Put yourself in their position. Jesus keeps talking about going back to the Father while they’d prefer to ask the question: “Where are you going?” They’d prefer to ask the question: “Can’t you stay?” Either way, they are struggling with the fear of losing Jesus; they are struggling with the prospect of being left alone to fend for themselves.
In his Treatise on the Love of God, Francis de Sales wrote:
“After Jesus had shown himself for a little while to the disciples, he ascended up to heaven, and at length a cloud surrounded him, took him and hid him from their eyes. Jesus Christ, then, is hidden in heaven in God. Jesus Christ is our love, and our love is the life of the soul. Therefore our ‘life is hidden in God with Christ Jesus, and when Christ who is’ our love and therefore our spiritual life ‘shall reappear’ in the Day of Judgment, we shall also appear ‘with him in glory.’” (TLG, Book VII, Chapter 6, p. 32)
For our purposes, let’s hear the question “Where are you going?” in a slightly different way. Just suppose that now it is Jesus who is asking the question of us! Jesus asks us “Where are you going?” today. Where will our steps, conversations and interactions take us today? At the end of the day will we have drawn any closer to the “Day of Judgment” when we shall “appear with him in glory”?
Regardless, we know one thing for sure: no matter where we go, Jesus doesn’t want us to walk alone.

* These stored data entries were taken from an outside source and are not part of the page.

//! HTTP object store -- `PUT {upload_url}/{key}`.
//!
//! Objects are served from `{public_url}/{key}` when a public URL is
//! configured, otherwise from the upload URL itself.

use std::sync::Arc;
use std::time::Duration;

use secrecy::{ExposeSecret, SecretString};

use buildrelay_core::storage::asset_store::AssetStore;
use buildrelay_types::config::StorageConfig;
use buildrelay_types::error::StorageError;

/// Object store reached over plain HTTP.
#[derive(Clone)]
pub struct HttpObjectStore {
    client: reqwest::Client,
    upload_url: String,
    public_url: String,
    token: Option<Arc<SecretString>>,
}

impl HttpObjectStore {
    pub fn new(config: &StorageConfig, token: Option<SecretString>) -> Result<Self, StorageError> {
        let client = reqwest::Client::builder()
            .timeout(Duration::from_secs(config.request_timeout_secs.saturating_mul(2).max(1)))
            .build()
            .map_err(|e| StorageError::Unavailable(format!("failed to create HTTP client: {e}")))?;

        let upload_url = config.upload_url.trim_end_matches('/').to_string();
        let public_url = config
            .public_url
            .as_deref()
            .map(|u| u.trim_end_matches('/').to_string())
            .filter(|u| !u.is_empty())
            .unwrap_or_else(|| upload_url.clone());

        Ok(Self {
            client,
            upload_url,
            public_url,
            token: token.map(Arc::new),
        })
    }

    fn upload_target(&self, key: &str) -> String {
        format!("{}/{}", self.upload_url, key.trim_start_matches('/'))
    }

    /// URL the object is served from once uploaded.
    pub fn public_location(&self, key: &str) -> String {
        format!("{}/{}", self.public_url, key.trim_start_matches('/'))
    }
}

impl AssetStore for HttpObjectStore {
    async fn upload(&self, key: &str, bytes: &[u8], content_type: &str) -> Result<String, StorageError> {
        let mut request = self
            .client
            .put(self.upload_target(key))
            .header("Content-Type", content_type)
            .body(bytes.to_vec());
        if let Some(token) = &self.token {
            request = request.bearer_auth(token.expose_secret());
        }

        let response = request.send().await.map_err(|e| {
            if e.is_timeout() {
                StorageError::Timeout
            } else {
                StorageError::Unavailable(format!("HTTP request failed: {e}"))
            }
        })?;

        let status = response.status();
        if !status.is_success() {
            let body = response.text().await.unwrap_or_default();
            return Err(StorageError::Rejected {
                status: status.as_u16(),
                message: body.trim().to_string(),
            });
        }

        let url = self.public_location(key);
        tracing::debug!(key, size = bytes.len(), url = %url, "object uploaded");
        Ok(url)
    }
}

He asks us to take Him with us.
“The Spirit of truth will guide you to all truth…”
In his Introduction to the Devout Life, Francis de Sales wrote:
“Your language should be restrained, frank, sincere, candid, unaffected and honest. Be on guard against equivocation, ambiguity or dissimulation. While it is not always advisable to say all that is true, it is never permissible to speak against the truth. Therefore, you must become accustomed never to tell a deliberate lie whether to excuse yourself or for some other purpose, remembering always that God is the ‘God of truth.’ If you happen to tell a lie inadvertently, correct it immediately by an explanation or making amends. An honest explanation has more grace and force to excuse us than a lie has…As the Sacred Word tells us, the Holy Spirit does not dwell in a deceitful or tricky soul.” (IDL, Part III, Chapter 30, p. 206)
Jesus promises that the “Spirit of truth will guide you to all truth.” How do we know, then, that the Spirit dwells in us? How do other people know that the Spirit dwells in us? We do when we do our level best to tell the truth, when we do our level best to speak the truth, when we do our level best to be truthful, truth-filled people.